Disney's Divinity wrote:Jafar, yes, his animation is more cartoony
To his detriment.
And, I could be wrong, but wasn't
Anastasia heavily rotoscoped? Personally, regardless of whether the animation turns out slightly "cartoony," I would appreciate that they not resort to rotoscoping.
Disney from the beginning of animated features films has used extensive rotoscoping and i
don't just mean live-action reference footage.
Rotoscoping
From Wikipedia:
http://en.wikipedia.org/wiki/Rotoscoping
1) "Walt Disney and his animators employed it carefully and very effectively in Snow White and the Seven Dwarfs in 1937.
Rotoscoping was also used in many of Disney's subsequent animated feature films with human characters, such as Cinderella in 1950. Later, when Disney animation became more stylized (e.g. One Hundred and One Dalmatians, 1961), the rotoscope was used mainly for studying human and animal motion, rather than actual tracing"
2) "Peter Pan: Bobby Driscoll as Peter Pan, where his performance was filmed, and then rotoscoped for the animated character"
From the book "Hippo in a Tutu"
http://jimhillmedia.com/blogs/jim_hilll ... eview.aspx
1) "Of course, when it came to "Snow White and the Seven Dwarfs," Disney did have a secret weapon: 14 year-old Majorie Belcher. Starting in 1934, this professionally trained dancer appeared in dozens of 16 mm films that the Studios artists then blew up into photostats. Which were then traced so that the movement of this film's title character would be that much more life-like, would come across as that much more believably human".

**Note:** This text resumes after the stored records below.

//! File-based storage backend for persistent storage.

use crate::backend::StorageBackend;
use crate::error::{StorageError, StorageResult};
use std::ffi::OsString;
use std::fs::{self, File};
use std::io::{self, Write};
use std::path::{Path, PathBuf};
use tracing::debug;

/// Suffix appended to the destination file name to form the temporary file.
pub const TEMP_SUFFIX: &str = ".temp";

/// Returns the temporary file used while replacing `path`.
///
/// The temporary file lives in the same directory as the destination so
/// that the final rename never crosses a file system boundary.
///
/// # Errors
///
/// Returns `InvalidPath` if `path` has no file name.
pub fn temp_path_for(path: &Path) -> StorageResult<PathBuf> {
    let name = path.file_name().ok_or_else(|| StorageError::InvalidPath {
        path: path.to_path_buf(),
    })?;
    let mut temp_name = OsString::from(name);
    temp_name.push(TEMP_SUFFIX);
    Ok(path.with_file_name(temp_name))
}

/// A file-based storage backend.
///
/// The whole collection lives in one file. Every `replace`:
///
/// 1. Writes the bytes to `<file>.temp` next to the destination
/// 2. Syncs the temporary file to disk
/// 3. Renames the temporary file onto the destination
/// 4. Fsyncs the parent directory so the rename itself is durable
///
/// A crash at any point leaves the destination holding either the old or
/// the new content. Partial writes are only ever visible in the temporary
/// file. A failure in steps 1 to 3 leaves the destination untouched; a
/// failure in step 4 is reported as `DirectorySync` with the new content
/// already in place.
///
/// # Example
///
/// ```no_run
/// use algoedb_storage::{FileBackend, StorageBackend};
/// use std::path::Path;
///
/// let mut backend = FileBackend::open(Path::new("data.json")).unwrap();
/// backend.replace(b"[]").unwrap();
/// ```
#[derive(Debug)]
pub struct FileBackend {
    path: PathBuf,
    temp_path: PathBuf,
}

impl FileBackend {
    /// Creates a backend for the file at `path`.
    ///
    /// The file is not created until the first `replace`.
    ///
    /// # Errors
    ///
    /// Returns an error if `path` has no file name component.
    pub fn open(path: &Path) -> StorageResult<Self> {
        let temp_path = temp_path_for(path)?;
        Ok(Self {
            path: path.to_path_buf(),
            temp_path,
        })
    }

    /// Creates a backend, creating parent directories if needed.
    ///
    /// # Errors
    ///
    /// Returns an error if directories cannot be created or the path is invalid.
    pub fn open_with_create_dirs(path: &Path) -> StorageResult<Self> {
        if let Some(parent) = path.parent().filter(|p| !p.as_os_str().is_empty()) {
            fs::create_dir_all(parent)?;
        }
        Self::open(path)
    }

    /// Returns the path to the destination file.
    #[must_use]
    pub fn path(&self) -> &Path {
        &self.path
    }

    /// Returns the path to the temporary file.
    #[must_use]
    pub fn temp_path(&self) -> &Path {
        &self.temp_path
    }

    fn write_temp(&self, data: &[u8]) -> io::Result<()> {
        let mut file = File::create(&self.temp_path)?;
        file.write_all(data)?;
        file.sync_all()
    }

    fn parent_dir(&self) -> &Path {
        match self.path.parent() {
            Some(parent) if !parent.as_os_str().is_empty() => parent,
            _ => Path::new("."),
        }
    }

}

/// Syncs `dir` so a rename inside it is durable.
#[cfg(unix)]
fn sync_directory(dir: &Path) -> StorageResult<()> {
    File::open(dir)
        .and_then(|handle| handle.sync_all())
        .map_err(|source| StorageError::DirectorySync {
            path: dir.to_path_buf(),
            source,
        })
}

#[cfg(not(unix))]
fn sync_directory(_dir: &Path) -> StorageResult<()> {
    // NTFS journals metadata; directory handles cannot be fsynced
    Ok(())
}

impl StorageBackend for FileBackend {
    fn read(&self) -> StorageResult<Option<Vec<u8>>> {
        match fs::read(&self.path) {
            Ok(data) => Ok(Some(data)),
            Err(e) if e.kind() == io::ErrorKind::NotFound => Ok(None),
            Err(source) => Err(StorageError::Read {
                path: self.path.clone(),
                source,
            }),
        }
    }

    fn replace(&mut self, data: &[u8]) -> StorageResult<()> {
        if let Err(source) = self.write_temp(data) {
            // Best effort: the destination is untouched either way
            let _ = fs::remove_file(&self.temp_path);
            return Err(StorageError::TempWrite {
                path: self.temp_path.clone(),
                source,
            });
        }

        if let Err(source) = fs::rename(&self.temp_path, &self.path) {
            let _ = fs::remove_file(&self.temp_path);
            return Err(StorageError::Rename {
                from: self.temp_path.clone(),
                to: self.path.clone(),
                source,
            });
        }

        sync_directory(self.parent_dir())?;

        debug!(path = %self.path.display(), bytes = data.len(), "replaced storage file");
        Ok(())
    }

    fn exists(&self) -> StorageResult<bool> {
        Ok(self.path.try_exists()?)
    }

    fn describe(&self) -> String {
        self.path.display().to_string()
    }
}
#![no_main]

use std::collections::HashMap;

use arbitrary::Arbitrary;
use libfuzzer_sys::fuzz_target;

use vessel::alloc::StdAlloc;
use vessel::collections::ChunkedArena;

#[derive(Arbitrary, Debug)]
enum Op {
    Insert(i32),
    RemoveAt(u8),
}

/// Unlike [`fuzz_arena`], this never clears mid-run: `ChunkedArena` keeps
/// every block it has ever grown to, and the point of this target is to
/// check that live references stay valid across growth, not to check
/// bulk-reset behavior (which `Arena::clear` already covers).
fuzz_target!(|ops: std::vec::Vec<Op>| {
    let mut arena: ChunkedArena<i32, StdAlloc, u32, 6> = ChunkedArena::new(StdAlloc::new());
    let mut model: HashMap<u32, i32> = HashMap::new();
    let mut live: std::vec::Vec<u32> = std::vec::Vec::new();

    for op in ops {
        match op {
            Op::Insert(value) => {
                let index = arena.insert(value);
                let borrowed = arena.try_read(index).copied();
                assert_eq!(borrowed, Some(value));
                model.insert(index, value);
                live.push(index);
            }
            Op::RemoveAt(selector) => {
                if live.is_empty() {
                    continue;
                }
                let pos = selector as usize % live.len();
                let index = live.remove(pos);
                assert_eq!(arena.try_remove(index), model.remove(&index));
            }
        }
        assert_eq!(arena.len(), model.len());
        for (&index, &expected) in &model {
            assert_eq!(arena.try_read(index), Some(&expected));
        }
    }
});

2) "Marge may been the first dancer to toil in secret for Disney (Says Belcher: 'I was sworn to secrecy about all that I did ... The words rotoscoping and tracing ... were forbidden')".
Re-used Animation:
http://www.youtube.com/watch?v=HOIrXGd51jE
Does that make Snow White (and other Disney films) any less of film? Does it make it less "animated" or less "artistic" or less "professional"? Or is it OK for Disney to do it but not for other studios?
Then, you cannot use
Anastasia's admitted usage of rotoscoping (something that Disney always tried to deny for their films) to belittle the film, its animation or its artistic merit.